The 1,000-ton servo press for automotive supplier Wöhrle features numerous innovative extras

A coil width of up to 1,300 mm including zigzag feed, residual strip processing, straightener with exchangeable straightening roll cassettes, and a die changing cart for the press to minimize setup times: The Schuler servo press installed by Wöhrle company at its production site in Krautheim near Heilbronn has it all. This versatile MSD 1000 press with a bed size of 4,000 by 1,800 mm thus provides the flexibility for the automotive supplier to be successful on the market.

“All companies of the automotive industry are currently undergoing a transformation,” says Managing Director Michael Fahrenbach. “Everyone is looking ahead, but no one knows for sure what products will come.” Hence, the more flexible the system, the lower the risk: “The maximum band width of 1,300 mm means we can cover an extremely wide range.” Consequently, there are no typical components for Wöhrle either: the product portfolio ranges from components for transmissions, battery systems, axles, sound and shock absorbers to air conditioning technology and power electronics. The width of the parts starts at 300 millimeters; the longest component developed to date measures 1,900 millimeters.

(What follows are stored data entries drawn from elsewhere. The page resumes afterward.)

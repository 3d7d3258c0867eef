//! Exact-match tile deduplication.

use image::RgbaImage;

/// Unique tiles plus the cell-to-tile mapping.
#[derive(Debug, Clone)]
pub struct Deduped {
    /// Unique tiles in order of first appearance.
    pub tiles: Vec<RgbaImage>,
    /// For every grid cell (row-major), the index of its tile in `tiles`.
    pub map: Vec<usize>,
}

/// Two tiles are equal iff they have the same size and identical pixels.
///
/// Fully transparent pixels match each other whatever RGB they carry, the
/// same way palette capture folds them all into entry 0.
pub fn tiles_equal(a: &RgbaImage, b: &RgbaImage) -> bool {
    if a.dimensions() != b.dimensions() {
        return false;
    }
    a.as_raw() == b.as_raw()
        || a
            .pixels()
            .zip(b.pixels())
            .all(|(p, q)| p == q || (p[3] == 0 && q[3] == 0))
}

/// Deduplicate tiles in order.
///
/// Each tile is compared against every unique tile accepted so far; a match
/// reuses that index, otherwise the tile is accepted as new. With
/// `remove_dupes` off every tile is kept and the map is the identity.
pub fn dedupe(tiles: Vec<RgbaImage>, remove_dupes: bool) -> Deduped {
    if !remove_dupes {
        let map = (0..tiles.len()).collect();
        return Deduped { tiles, map };
    }

    let mut unique: Vec<RgbaImage> = Vec::new();
    let mut map = Vec::with_capacity(tiles.len());

    for tile in tiles {
        match unique.iter().position(|u| tiles_equal(u, &tile)) {
            Some(index) => map.push(index),
            None => {
                map.push(unique.len());
                unique.push(tile);
            }
        }
    }

    Deduped { tiles: unique, map }
}

#[cfg(test)]
mod tests {
    use super::*;
    use image::Rgba;

    fn solid(r: u8) -> RgbaImage {
        RgbaImage::from_pixel(2, 2, Rgba([r, 0, 0, 255]))
    }

    #[test]
    fn test_dedupe_merges_identical() {
        let result = dedupe(vec![solid(1), solid(2), solid(1), solid(3), solid(2)], true);
        assert_eq!(result.tiles.len(), 3);
        assert_eq!(result.map, vec![0, 1, 0, 2, 1]);
    }

    #[test]
    fn test_dedupe_disabled_keeps_everything() {
        let result = dedupe(vec![solid(1), solid(1), solid(1)], false);
        assert_eq!(result.tiles.len(), 3);
        assert_eq!(result.map, vec![0, 1, 2]);
    }

    #[test]
    fn test_single_channel_difference_is_distinct() {
        let a = solid(5);
        let mut b = solid(5);
        b.put_pixel(1, 1, Rgba([5, 0, 0, 254]));

        assert!(!tiles_equal(&a, &b));
        let result = dedupe(vec![a, b], true);
        assert_eq!(result.tiles.len(), 2);
    }

    #[test]
    fn test_hidden_rgb_under_alpha_zero_is_ignored() {
        let mut a = solid(5);
        let mut b = solid(5);
        a.put_pixel(0, 0, Rgba([255, 255, 255, 0]));
        b.put_pixel(0, 0, Rgba([0, 0, 0, 0]));

        assert!(tiles_equal(&a, &b));
        let result = dedupe(vec![a, b], true);
        assert_eq!(result.tiles.len(), 1);
        assert_eq!(result.map, vec![0, 0]);
    }

    #[test]
    fn test_alpha_zero_differs_from_opaque() {
        let a = RgbaImage::from_pixel(2, 2, Rgba([0, 0, 0, 0]));
        let b = RgbaImage::from_pixel(2, 2, Rgba([0, 0, 0, 255]));
        assert!(!tiles_equal(&a, &b));
    }

    #[test]
    fn test_different_sizes_never_equal() {
        let a = RgbaImage::new(2, 4);
        let b = RgbaImage::new(4, 2);
        assert!(!tiles_equal(&a, &b));
    }

    #[test]
    fn test_dedupe_empty() {
        let result = dedupe(vec![], true);
        assert!(result.tiles.is_empty());
        assert!(result.map.is_empty());
    }
}
//! Path translation between the runner's OS and the editor's OS.
//!
//! When the runner lives inside WSL and Aseprite is a Windows executable,
//! every path handed to the editor must be converted with `wslpath`.
//! When both run on the same OS, paths pass through unchanged.

use std::path::{Path, PathBuf};
use std::process::Command;

use serde::{Deserialize, Serialize};

use crate::error::{FactoryError, Result};

/// Converts paths between the runner's convention and the editor's.
pub trait PathTranslator {
    /// Runner path to a path the editor understands.
    fn to_target(&self, path: &Path) -> Result<String>;

    /// Editor-style path to a runner path.
    fn to_native(&self, path: &str) -> Result<PathBuf>;
}

/// Which translator to use.
#[derive(Debug, Clone, Copy, PartialEq, Eq, Default, Serialize, Deserialize)]
#[serde(rename_all = "lowercase")]
pub enum PathMode {
    /// `wsl` when running under WSL, `native` otherwise.
    #[default]
    Auto,
    Wsl,
    Native,
}

impl PathMode {
    /// Resolve `Auto` against the current environment.
    pub fn resolve(self) -> PathMode {
        match self {
            PathMode::Auto if running_under_wsl() => PathMode::Wsl,
            PathMode::Auto => PathMode::Native,
            other => other,
        }
    }

    /// Build the translator for this mode.
    pub fn translator(self) -> Box<dyn PathTranslator> {
        match self.resolve() {
            PathMode::Wsl => Box::new(WslPath::new()),
            _ => Box::new(NativePath),
        }
    }
}

fn running_under_wsl() -> bool {
    std::env::var_os("WSL_DISTRO_NAME").is_some() || std::env::var_os("WSL_INTEROP").is_some()
}

/// Identity translation for when runner and editor share an OS.
#[derive(Debug, Clone, Copy, Default)]
pub struct NativePath;

impl PathTranslator for NativePath {
    fn to_target(&self, path: &Path) -> Result<String> {
        Ok(path.display().to_string())
    }

    fn to_native(&self, path: &str) -> Result<PathBuf> {
        Ok(PathBuf::from(path))
    }
}

/// Translation through the `wslpath` utility.
#[derive(Debug, Clone)]
pub struct WslPath {
    program: PathBuf,
}

impl WslPath {
    pub fn new() -> Self {
        Self::with_program("wslpath")
    }

    /// Use a specific `wslpath` binary.
    pub fn with_program(program: impl Into<PathBuf>) -> Self {
        Self {
            program: program.into(),
        }
    }

    fn run(&self, flag: &str, path: &str) -> Result<String> {
        let output = Command::new(&self.program)
            .arg(flag)
            .arg(path)
            .output()
            .map_err(|e| FactoryError::PathTranslation {
                message: format!("could not run {}: {}", self.program.display(), e),
                help: Some("Ensure the runner is executing inside WSL, or set `paths: native`".to_string()),
            })?;

        if !output.status.success() {
            let stderr = String::from_utf8_lossy(&output.stderr);
            return Err(FactoryError::PathTranslation {
                message: format!("wslpath {} {} failed: {}", flag, path, stderr.trim()),
                help: None,
            });
        }

        Ok(String::from_utf8_lossy(&output.stdout).trim().to_string())
    }
}

impl Default for WslPath {
    fn default() -> Self {
        Self::new()
    }
}

impl PathTranslator for WslPath {
    fn to_target(&self, path: &Path) -> Result<String> {
        self.run("-w", &path.to_string_lossy())
    }

    fn to_native(&self, path: &str) -> Result<PathBuf> {
        self.run("-u", path).map(PathBuf::from)
    }
}
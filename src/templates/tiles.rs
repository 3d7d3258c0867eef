//! Terrain tile templates for the placeholder tileset.

use std::fmt;

use image::RgbaImage;

use crate::error::Result;
use crate::types::{Colour, PixelTemplate, TemplatePalette};

/// Edge length of every placeholder tile.
pub const TILE_SIZE: u32 = 16;

const GRASS: &[&str] = &[
    "1111211111121111",
    "1121111311111111",
    "1111111111111211",
    "1311112111111111",
    "1111111111311111",
    "1112111111111121",
    "1111113111111111",
    "1211111111121111",
    "1111111211111111",
    "1111311111111131",
    "1111111111211111",
    "1121111111111111",
    "1111111311111211",
    "1111211111111111",
    "1311111111121111",
    "1111111211111111",
];

const STONE: &[&str] = &[
    "4444444644444446",
    "4554444644555446",
    "4444444644444446",
    "4444454644444546",
    "4444444644444446",
    "6666666666666666",
    "4446444444464444",
    "4556445544464554",
    "4446444444464444",
    "4446444454464444",
    "6666666666666666",
    "4444444644444446",
    "4455444644445546",
    "4444444644444446",
    "4444544644444446",
    "6666666666666666",
];

const WALL: &[&str] = &[
    "7777777877777778",
    "7777777877777778",
    "7777777877777778",
    "8888888888888888",
    "7778777777787777",
    "7778777777787777",
    "7778777777787777",
    "8888888888888888",
    "7777777877777778",
    "7777777877777778",
    "7777777877777778",
    "8888888888888888",
    "7778777777787777",
    "7778777777787777",
    "7778777777787777",
    "8888888888888888",
];

const DIRT: &[&str] = &[
    "9999999a99999999",
    "99b9999999999a99",
    "9999999999b99999",
    "9a99999999999999",
    "99999b999999a999",
    "9999999999999999",
    "999a9999b9999999",
    "9999999999999b99",
    "9b9999a999999999",
    "9999999999999999",
    "99999999b9999a99",
    "9a99999999999999",
    "99999b9999a99999",
    "9999999999999999",
    "999a99999999b999",
    "9999999a99999999",
];

/// Terrain kinds in the placeholder tileset.
#[derive(Debug, Clone, Copy, PartialEq, Eq)]
pub enum TileKind {
    Grass,
    Stone,
    Wall,
    Dirt,
}

impl TileKind {
    pub const ALL: [TileKind; 4] = [TileKind::Grass, TileKind::Stone, TileKind::Wall, TileKind::Dirt];

    pub fn name(self) -> &'static str {
        match self {
            TileKind::Grass => "grass",
            TileKind::Stone => "stone",
            TileKind::Wall => "wall",
            TileKind::Dirt => "dirt",
        }
    }

    /// The tile's index template.
    pub fn template(self) -> Result<PixelTemplate> {
        let rows = match self {
            TileKind::Grass => GRASS,
            TileKind::Stone => STONE,
            TileKind::Wall => WALL,
            TileKind::Dirt => DIRT,
        };
        PixelTemplate::parse(self.name(), rows)
    }
}

impl fmt::Display for TileKind {
    fn fmt(&self, f: &mut fmt::Formatter<'_>) -> fmt::Result {
        write!(f, "{}", self.name())
    }
}

/// Slot palette shared by all terrain tiles.
pub fn tile_palette() -> TemplatePalette {
    let grass = Colour::rgb(0x38, 0xB7, 0x64);
    let stone = Colour::rgb(0x94, 0xB0, 0xC2);
    let dirt = Colour::rgb(0x8F, 0x56, 0x3B);
    TemplatePalette::new("terrain")
        .with_slot("grass", grass)
        .with_slot("grass_light", grass.shifted(35.0))
        .with_slot("grass_dark", grass.shifted(-35.0))
        .with_slot("stone", stone)
        .with_slot("stone_light", stone.shifted(35.0))
        .with_slot("stone_dark", stone.shifted(-45.0))
        .with_slot("brick", Colour::rgb(0xB1, 0x3E, 0x53))
        .with_slot("mortar", Colour::rgb(0x56, 0x6C, 0x86))
        .with_slot("dirt", dirt)
        .with_slot("dirt_light", dirt.shifted(30.0))
        .with_slot("dirt_dark", dirt.shifted(-35.0))
}

/// Kind for each cell of a `columns` x `rows` tileset, row-major.
///
/// Kinds cycle in [`TileKind::ALL`] order.
pub fn tileset_layout(columns: u32, rows: u32) -> Vec<TileKind> {
    (0..(columns as usize * rows as usize))
        .map(|i| TileKind::ALL[i % TileKind::ALL.len()])
        .collect()
}

/// Render the placeholder tileset natively, matching what the editor draws.
pub fn render_tileset(columns: u32, rows: u32) -> Result<RgbaImage> {
    let palette = tile_palette();
    let rendered: Vec<(TileKind, RgbaImage)> = TileKind::ALL
        .iter()
        .map(|&kind| Ok((kind, kind.template()?.render(&palette)?)))
        .collect::<Result<_>>()?;

    let mut sheet = RgbaImage::new(columns * TILE_SIZE, rows * TILE_SIZE);
    for (i, kind) in tileset_layout(columns, rows).into_iter().enumerate() {
        let x = (i as u32 % columns) * TILE_SIZE;
        let y = (i as u32 / columns) * TILE_SIZE;
        if let Some((_, tile)) = rendered.iter().find(|(k, _)| *k == kind) {
            image::imageops::replace(&mut sheet, tile, x as i64, y as i64);
        }
    }
    Ok(sheet)
}
//! Shell completions generation.

use clap::Args;
use clap_complete::Shell;

/// Generate shell completions
#[derive(Args, Debug)]
pub struct CompletionsArgs {
    /// Shell to generate completions for
    #[arg(value_enum)]
    pub shell: Shell,
}

pub fn run(args: CompletionsArgs) -> crate::error::Result<()> {
    let mut cmd = <super::Cli as clap::CommandFactory>::command();
    let name = cmd.get_name().to_string();
    clap_complete::generate(args.shell, &mut cmd, name, &mut std::io::stdout());
    Ok(())
}
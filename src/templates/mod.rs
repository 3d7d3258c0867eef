//! Built-in pixel templates and palettes used by the generator tasks.

mod character;
mod tiles;

pub use character::{
    character_animation, placeholder_animation, placeholder_palette, standing_frame, walk_frames,
    CharacterPreset, IDLE_FRAME_MS, WALK_FRAME_MS,
};
pub use tiles::{render_tileset, tile_palette, tileset_layout, TileKind, TILE_SIZE};
//! Packing unique tiles into a roughly square sheet.

use image::RgbaImage;

/// Layout of the packed tile sheet, in tiles.
#[derive(Debug, Clone, Copy, PartialEq, Eq)]
pub struct PackLayout {
    pub columns: u32,
    pub rows: u32,
}

impl PackLayout {
    /// `columns = ceil(sqrt(n))`, `rows = ceil(n / columns)`.
    pub fn for_count(count: usize) -> Self {
        if count == 0 {
            return Self { columns: 0, rows: 0 };
        }
        let columns = ceil_sqrt(count);
        let rows = count.div_ceil(columns);
        Self {
            columns: columns as u32,
            rows: rows as u32,
        }
    }

    /// Tile position of the n-th unique tile.
    pub fn position(&self, index: usize) -> (u32, u32) {
        let columns = self.columns.max(1) as usize;
        ((index % columns) as u32, (index / columns) as u32)
    }
}

/// Smallest `c` with `c * c >= n`, computed on integers.
fn ceil_sqrt(n: usize) -> usize {
    let mut c = (n as f64).sqrt() as usize;
    while c * c < n {
        c += 1;
    }
    while c > 1 && (c - 1) * (c - 1) >= n {
        c -= 1;
    }
    c
}

/// Lay tiles left-to-right, top-to-bottom into one image.
///
/// Unused cells in the final row stay transparent.
pub fn pack_tiles(tiles: &[RgbaImage], tile_width: u32, tile_height: u32) -> (RgbaImage, PackLayout) {
    let layout = PackLayout::for_count(tiles.len());
    let mut sheet = RgbaImage::new(layout.columns * tile_width, layout.rows * tile_height);

    for (i, tile) in tiles.iter().enumerate() {
        let (col, row) = layout.position(i);
        image::imageops::replace(
            &mut sheet,
            tile,
            (col * tile_width) as i64,
            (row * tile_height) as i64,
        );
    }

    (sheet, layout)
}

Parts made of steel, aluminum, stainless steel, and copper

The straightening system, with 17 instead of the standard nine straightening rolls, allows even demanding materials to be prepared in such a way that the final products meet the highest standards concerning geometry and quality. Regardless of the material being steel, aluminum, stainless steel, or copper – the only requirement is that the sheet metal fed in must have a thickness of between 0.5 and 6 mm. The zigzag feed from Schuler ensures high material utilization.

Thanks to a special transfer, even the last two or three meters of a coil, which are normally lost on conventional lines, can be utilized. “Thus, we minimize the scrap content,” explains plant manager Ulrich Reustlen. There was no ready-made solution for such residual strip processing on the market, so Schuler developed it without hesitation together with Wöhrle. “Resources are scarce all over the world,” adds Managing Director Fahrenbach. “By avoiding waste, we are doing a lot for sustainability.”

Sustainability is a top priority

The scrap that is still produced is collected by type in three skips, which facilitates subsequent recycling. The minimum lubrication system, which reduces the amount of oil required for the forming process, also contributes to sustainability – as do the heat pump for air conditioning the newly built plant hall and the photovoltaic system on the roof. In a second and third construction phase, space could also be created for a further system.

But back to the latest new acquisition: Among other things, with the help of the die change carts, the complete plant can be changed over in just half an hour, and the tryout function provides support when setting up new dies. In order to identify possible collisions in advance and optimize part throughput, Wöhrle has also invested in Schuler’s “DigiSim” simulation software and the associated training for operators as well as die designers. Effective sound insulation guarantees pleasant working conditions, even directly at the press.

“Schuler can do that”

By the way, the coil line not only pushes the sheet forward, but can also pull it back a little if necessary. This opens up the possibility of using the press force in the forming process in a more targeted manner and, for example, producing parts that could otherwise only run on a 1,250-ton machine. “It was already clear to us in advance: Schuler can do that,” says plant manager Reustlen. Together with Schuler, Wöhrle developed and integrated the individual features one after the other: “Team spirit was a key to success.”

Both sides always supported each other with “passion and bite,” as Managing Director Fahrenbach puts it. The result, according to Reustlen: ” Everything we asked for was met.” All components are perfectly matched, he says, and the control cabinets are mounted above the conveyor system to save space: “It’s a system as if made from a single piece.”